Although no variations in the palmar arch were present in this case, in others, the median artery originating from the superficial palmar arch can be the only source of finger perfusion. In this case, the incidental finding on the angioscan was a superficial ulnar artery with origin from the axillary artery, running superficially in the forearm (1). The superficial ulnar artery has been identified in 0.93% to 1.6% of individuals and may be seen with a persistent median artery.1 Some cases described in the literature were treated with anticoagulant therapy and complete remission of the clinical symptoms ,as well as acceptable recanalization of the persistent median artery, were acheived.4 The use of anticoagulant therapy is nevertheless associated with risks such as bleeding complications. In light of the patient’s low surgical risk, severity of his symptoms, large area of thrombosis of the persistent median artery, and adequate perfusion to his hand/digits without the median artery, we elected to perform surgical excision of the thrombosed median artery as described by Barfred et al (9).

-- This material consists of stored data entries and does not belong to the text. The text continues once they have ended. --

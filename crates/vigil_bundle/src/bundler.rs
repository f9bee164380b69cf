//! Dependency-closure bundler.

use crate::error::BundleError;
use crate::parser::{ImportScanner, ScriptParser};
use crate::path::relative_path;
use crate::runtime::Runtime;
use indexmap::IndexMap;
use serde::{Deserialize, Serialize};
use std::path::{Path, PathBuf};
use tracing::debug;

/// A bundled file, path relative to the project base path
#[derive(Debug, Clone, PartialEq, Eq, Serialize, Deserialize)]
pub struct SharedFileRef {
    /// Forward-slash path relative to the base path
    pub path: String,
    /// File content
    pub content: String,
}

/// A check script and its local dependencies
#[derive(Debug, Clone, PartialEq, Eq, Serialize, Deserialize)]
#[serde(rename_all = "camelCase")]
pub struct CheckBundle {
    /// Entrypoint content
    pub script: String,
    /// Entrypoint path relative to the base path
    pub script_path: String,
    /// Local dependencies, unique by path
    pub dependencies: Vec<SharedFileRef>,
    /// blake3 digest over paths and contents
    pub checksum: String,
}

/// Builds [`CheckBundle`]s
///
/// Holds no mutable state; concurrent calls are safe.
#[derive(Debug, Clone)]
pub struct Bundler {
    base_path: PathBuf,
    runtimes: IndexMap<String, Runtime>,
}

impl Bundler {
    /// Create a bundler resolving paths against `base_path`
    #[must_use]
    pub fn new(base_path: impl Into<PathBuf>, runtimes: IndexMap<String, Runtime>) -> Self {
        Self {
            base_path: base_path.into(),
            runtimes,
        }
    }

    /// Base path bundle entries are relative to
    #[must_use]
    pub fn base_path(&self) -> &Path {
        &self.base_path
    }

    /// Select the parser for a runtime
    ///
    /// # Errors
    ///
    /// Returns `UnknownRuntime` if the runtime is not available
    pub fn parser_for(&self, runtime_id: &str) -> Result<ImportScanner, BundleError> {
        self.runtimes
            .get(runtime_id)
            .cloned()
            .map(ImportScanner::new)
            .ok_or_else(|| BundleError::UnknownRuntime(runtime_id.to_string()))
    }

    /// Bundle `entrypoint` for the given runtime
    ///
    /// The runtime is checked before any file is touched.
    ///
    /// # Errors
    ///
    /// Returns error if the runtime is unknown, the entrypoint is missing or
    /// empty, or parsing fails
    pub async fn bundle(&self, entrypoint: &Path, runtime_id: &str) -> Result<CheckBundle, BundleError> {
        let parser = self.parser_for(runtime_id)?;

        let metadata = tokio::fs::metadata(entrypoint)
            .await
            .map_err(|e| BundleError::io(entrypoint, e))?;
        if metadata.len() == 0 {
            return Err(BundleError::EmptyEntrypoint {
                path: entrypoint.display().to_string(),
            });
        }

        self.bundle_with(&parser, entrypoint).await
    }

    /// Bundle `entrypoint` with an explicit parser
    ///
    /// # Errors
    ///
    /// Returns error if parsing fails
    pub async fn bundle_with(
        &self,
        parser: &dyn ScriptParser,
        entrypoint: &Path,
    ) -> Result<CheckBundle, BundleError> {
        let parsed = parser.parse(entrypoint).await?;

        // Parsers hand back canonical paths; compare against a canonical base.
        let base = tokio::fs::canonicalize(&self.base_path)
            .await
            .unwrap_or_else(|_| self.base_path.clone());

        let mut dependencies: IndexMap<String, SharedFileRef> = IndexMap::new();
        for dep in parsed.dependencies {
            let path = relative_path(&base, &dep.file_path);
            dependencies.entry(path.clone()).or_insert(SharedFileRef {
                path,
                content: dep.content,
            });
        }

        let script_path = relative_path(&base, &parsed.entrypoint.file_path);
        let dependencies: Vec<SharedFileRef> = dependencies.into_values().collect();
        let checksum = checksum(&script_path, &parsed.entrypoint.content, &dependencies);

        debug!(
            entrypoint = %script_path,
            dependencies = dependencies.len(),
            "bundled check script"
        );

        Ok(CheckBundle {
            script: parsed.entrypoint.content,
            script_path,
            dependencies,
            checksum,
        })
    }
}

fn checksum(script_path: &str, script: &str, dependencies: &[SharedFileRef]) -> String {
    let mut hasher = blake3::Hasher::new();
    hasher.update(script_path.as_bytes());
    hasher.update(&[0]);
    hasher.update(script.as_bytes());
    for dep in dependencies {
        hasher.update(&[0]);
        hasher.update(dep.path.as_bytes());
        hasher.update(&[0]);
        hasher.update(dep.content.as_bytes());
    }
    hex::encode(hasher.finalize().as_bytes())
}

#[cfg(test)]
mod tests {
    use super::*;
    use crate::parser::{ParsedFile, SourceFile};
    use crate::runtime::builtin_runtimes;
    use async_trait::async_trait;
    use std::fs;
    use tempfile::TempDir;

    fn write(dir: &Path, rel: &str, content: &str) -> PathBuf {
        let path = dir.join(rel);
        if let Some(parent) = path.parent() {
            fs::create_dir_all(parent).unwrap();
        }
        fs::write(&path, content).unwrap();
        path
    }

    #[tokio::test]
    async fn test_bundle_three_dependencies() {
        let dir = TempDir::new().unwrap();
        let entry = write(
            dir.path(),
            "checks/home.spec.ts",
            "import { test } from '@playwright/test'\nimport './a'\nimport './nested/b'\n",
        );
        write(dir.path(), "checks/a.ts", "export const a = 1\n");
        write(dir.path(), "checks/nested/b.ts", "import '../../lib/c'\n");
        write(dir.path(), "lib/c.ts", "export const c = 3\n");

        let bundler = Bundler::new(dir.path(), builtin_runtimes());
        let bundle = bundler.bundle(&entry, "2025.04").await.unwrap();

        assert_eq!(bundle.script_path, "checks/home.spec.ts");
        let paths: Vec<&str> = bundle.dependencies.iter().map(|d| d.path.as_str()).collect();
        assert_eq!(paths, vec!["checks/a.ts", "checks/nested/b.ts", "lib/c.ts"]);
    }

    #[tokio::test]
    async fn test_bundle_is_idempotent() {
        let dir = TempDir::new().unwrap();
        let entry = write(dir.path(), "main.ts", "import './dep'\n");
        write(dir.path(), "dep.ts", "export {}\n");

        let bundler = Bundler::new(dir.path(), builtin_runtimes());
        let first = bundler.bundle(&entry, "2024.09").await.unwrap();
        let second = bundler.bundle(&entry, "2024.09").await.unwrap();
        assert_eq!(first, second);
        assert_eq!(first.checksum.len(), 64);
    }

    #[tokio::test]
    async fn test_bundle_unknown_runtime_before_io() {
        let bundler = Bundler::new("/nonexistent", builtin_runtimes());
        let err = bundler
            .bundle(Path::new("/nonexistent/main.ts"), "1999.01")
            .await
            .unwrap_err();
        assert!(matches!(err, BundleError::UnknownRuntime(_)));
    }

    #[tokio::test]
    async fn test_bundle_empty_entrypoint() {
        let dir = TempDir::new().unwrap();
        let entry = write(dir.path(), "empty.spec.ts", "");

        let bundler = Bundler::new(dir.path(), builtin_runtimes());
        let err = bundler.bundle(&entry, "2025.04").await.unwrap_err();
        assert!(matches!(err, BundleError::EmptyEntrypoint { .. }));
    }

    #[tokio::test]
    async fn test_bundle_missing_entrypoint() {
        let dir = TempDir::new().unwrap();
        let bundler = Bundler::new(dir.path(), builtin_runtimes());
        let err = bundler
            .bundle(&dir.path().join("missing.spec.ts"), "2025.04")
            .await
            .unwrap_err();
        assert!(matches!(err, BundleError::Io { .. }));
    }

    struct DuplicatingParser {
        root: PathBuf,
    }

    #[async_trait]
    impl ScriptParser for DuplicatingParser {
        async fn parse(&self, _entrypoint: &Path) -> Result<ParsedFile, BundleError> {
            let dep = SourceFile {
                file_path: self.root.join("shared").join("util.ts"),
                content: "first".to_string(),
            };
            let dup = SourceFile {
                content: "second".to_string(),
                ..dep.clone()
            };
            Ok(ParsedFile {
                entrypoint: SourceFile {
                    file_path: self.root.join("main.ts"),
                    content: "main".to_string(),
                },
                dependencies: vec![dep, dup],
            })
        }
    }

    #[tokio::test]
    async fn test_bundle_dedupes_within_one_parse() {
        let dir = TempDir::new().unwrap();
        let root = tokio::fs::canonicalize(dir.path()).await.unwrap();
        let bundler = Bundler::new(&root, builtin_runtimes());
        let parser = DuplicatingParser { root: root.clone() };

        let bundle = bundler.bundle_with(&parser, &root.join("main.ts")).await.unwrap();
        assert_eq!(bundle.dependencies.len(), 1);
        assert_eq!(bundle.dependencies[0].path, "shared/util.ts");
        assert_eq!(bundle.dependencies[0].content, "first");
    }
}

The patient also had a bifid median nerve, discovered during surgical intervention. Anatomic variation of this nerve was first described by Lanz in 1977. As reported in the study, 2 to 26% of individuals have a variation in the median nerve; the median nerve has either a) accessory branches distally or proximally to the carpal tunnel b) a thenar (motor) branch with a different course, or c) a median nerve that divides higher up in the forearm.6 The latter anomaly occurs with an incidence of 2.8%.12 The bifurcation of the median nerve is normally found proximal to the transverse carpal ligament or within the carpal tunnel itself. A bifid median nerve can be isolated, accompanied with a persistent median artery, or with an accessory muscle belly of the long finger flexor superficialis (5). The compression of a bifid median nerve within the carpal tunnel leading to CTS is facilitated due to the larger cross-sectional area compared to a classic median nerve.1 Bifid median nerve has, however, been reported to be as frequent in the general population without CTS than in patients afflicted with the disease, and hence is not considered a risk factor for CTS.
As highlighted through the case, persistent median artery with acute thrombosis may be a cause of CTS. The case described is an interesting example of the importance of considering structural anomalies when faced with acute CTS. We have also demonstrated the utility of the angioscan in the evaluation of vascular variations. Furthermore, Doppler ultrasound is a non-invasive and a rapid diagnostic tool when examining patients presenting with possible CTS. Surgical intervention in which the thrombosed segment of the persistent median artery was resected, and release of carpal tunnel performed led to complete resolution of symptoms.